Estimates are that around 15% of pregnant women consume alcohol during their pregnancy. Risk factors for alcohol use in pregnancy include poverty, homelessness, and preconception substance use. Those who suffer from a psychiatric illness or who have a personal history of physical or sexual abuse carry an even greater risk for alcohol use during pregnancy. All of these factors are commonly seen in the population of birth mothers, making the likelihood their consuming alcohol during pregnancy high. Chances are, then, that prospective adoptive parents will face the issue of determining what, if any, amount of alcohol exposure is acceptable to them.
The worst case scenario from alcohol use is fetal alcohol syndrome (“FAS”), a term coined by Dr. Kenneth Lyon Jones in 1973. FAS is the most severe disorder resulting from alcohol use during pregnancy. It may cause abnormalities in brain development and growth problems. While treatments can manage the condition, there is no known cure for FAS.
Prenatal alcohol exposure is a leading cause of birth defects and neurodevelopmental abnormalities in the U.S. Such exposure can result in a range of developmental, behavioral, and cognitive issues. These problems can appear any time during childhood and may last a lifetime.
When faced with choosing preferences for a child to adopt, prospective adoptive parents will have to make a number of decisions. Given the long-term importance of adding to their family, these choices need to be thoroughly considered and made from an informed perspective. Racing to fill out a checklist and indiscriminately marking what will or won’t be considered is not the way to go.
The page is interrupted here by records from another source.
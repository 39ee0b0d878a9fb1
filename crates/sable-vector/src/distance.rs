//! Distance metrics.
//!
//! All three metrics follow the smaller-is-closer convention used everywhere
//! in the engine:
//!
//! - **L2**: straight-line distance, `sqrt(sum((a[i] - b[i])^2))`
//! - **InnerProduct**: `-(a · b)`, negated so a larger dot product sorts first
//! - **Cosine**: `1 - (a · b) / (|a| * |b|)`, defined as `1.0` when either
//!   vector has zero norm
//!
//! Accumulation is in `f64` throughout. The cosine kernel runs a full single
//! pass over both operands; it never exits early on a zero partial sum.

use std::fmt;

use serde::{Deserialize, Serialize};

/// Distance metric for a vector index.
///
/// An index is created with one metric and uses it for both construction and
/// query. The SQL-level distance functions map onto the variants via
/// [`Metric::from_function_name`].
#[derive(Debug, Clone, Copy, PartialEq, Eq, Hash, Serialize, Deserialize)]
pub enum Metric {
    /// Euclidean distance.
    L2,
    /// Negated dot product.
    InnerProduct,
    /// One minus cosine similarity.
    Cosine,
}

impl Metric {
    /// Compute the distance between two vectors under this metric.
    ///
    /// Lower means closer for every variant.
    #[inline]
    pub fn distance(&self, a: &[f64], b: &[f64]) -> f64 {
        match self {
            Metric::L2 => l2_distance(a, b),
            Metric::InnerProduct => -inner_product(a, b),
            Metric::Cosine => cosine_distance(a, b),
        }
    }

    /// Resolve a SQL distance-function name to its metric.
    ///
    /// ```
    /// use sable_vector::Metric;
    ///
    /// assert_eq!(Metric::from_function_name("l2_dist").unwrap(), Metric::L2);
    /// assert!(Metric::from_function_name("no_such_fn").is_err());
    /// ```
    pub fn from_function_name(name: &str) -> crate::Result<Metric> {
        match name {
            "l2_dist" => Ok(Metric::L2),
            "inner_product" => Ok(Metric::InnerProduct),
            "cosine_similarity" => Ok(Metric::Cosine),
            other => Err(crate::VectorError::UnsupportedMetric(other.to_string())),
        }
    }

    /// The SQL distance-function name this metric binds to.
    pub fn function_name(&self) -> &'static str {
        match self {
            Metric::L2 => "l2_dist",
            Metric::InnerProduct => "inner_product",
            Metric::Cosine => "cosine_similarity",
        }
    }
}

impl fmt::Display for Metric {
    fn fmt(&self, f: &mut fmt::Formatter<'_>) -> fmt::Result {
        f.write_str(self.function_name())
    }
}

/// Euclidean (L2) distance between two vectors.
///
/// # Example
///
/// ```
/// use sable_vector::l2_distance;
///
/// let dist = l2_distance(&[0.0, 0.0], &[3.0, 4.0]);
/// assert!((dist - 5.0).abs() < 1e-12);
/// ```
#[inline]
pub fn l2_distance(a: &[f64], b: &[f64]) -> f64 {
    debug_assert_eq!(a.len(), b.len(), "vector dimensions must match");

    let mut sum = 0.0;
    for i in 0..a.len() {
        let d = a[i] - b[i];
        sum += d * d;
    }
    sum.sqrt()
}

/// Dot product of two vectors.
///
/// Higher means more similar; negate it for use as a distance.
///
/// # Example
///
/// ```
/// use sable_vector::inner_product;
///
/// let ip = inner_product(&[1.0, 2.0, 3.0], &[4.0, 5.0, 6.0]);
/// assert!((ip - 32.0).abs() < 1e-12);
/// ```
#[inline]
pub fn inner_product(a: &[f64], b: &[f64]) -> f64 {
    debug_assert_eq!(a.len(), b.len(), "vector dimensions must match");

    let mut sum = 0.0;
    for i in 0..a.len() {
        sum += a[i] * b[i];
    }
    sum
}

/// Cosine distance: `1 - cosine_similarity`.
///
/// Ranges over `[0, 2]`: 0 for identical direction, 1 for orthogonal, 2 for
/// opposite. Defined as `1.0` when either operand has zero norm.
///
/// # Example
///
/// ```
/// use sable_vector::cosine_distance;
///
/// assert!((cosine_distance(&[1.0, 0.0], &[0.0, 1.0]) - 1.0).abs() < 1e-12);
/// ```
#[inline]
pub fn cosine_distance(a: &[f64], b: &[f64]) -> f64 {
    debug_assert_eq!(a.len(), b.len(), "vector dimensions must match");

    // One pass for the dot product and both squared norms. Zero partial sums
    // are not a stopping condition: a later component can still contribute.
    let mut dot = 0.0;
    let mut norm_a = 0.0;
    let mut norm_b = 0.0;
    for i in 0..a.len() {
        dot += a[i] * b[i];
        norm_a += a[i] * a[i];
        norm_b += b[i] * b[i];
    }

    let denom = (norm_a * norm_b).sqrt();
    if denom == 0.0 {
        return 1.0;
    }
    1.0 - dot / denom
}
Prospective adoptive parents must walk a fine line between being so picky that their restrictive choices realistically preclude them from adopting to being so accepting that they are leaving themselves open to a child with issues they are not prepared to handle. Eager future parents should take more time to consider what they are prepared to handle in their family than they would what they would like on their plate at a fast food eatery.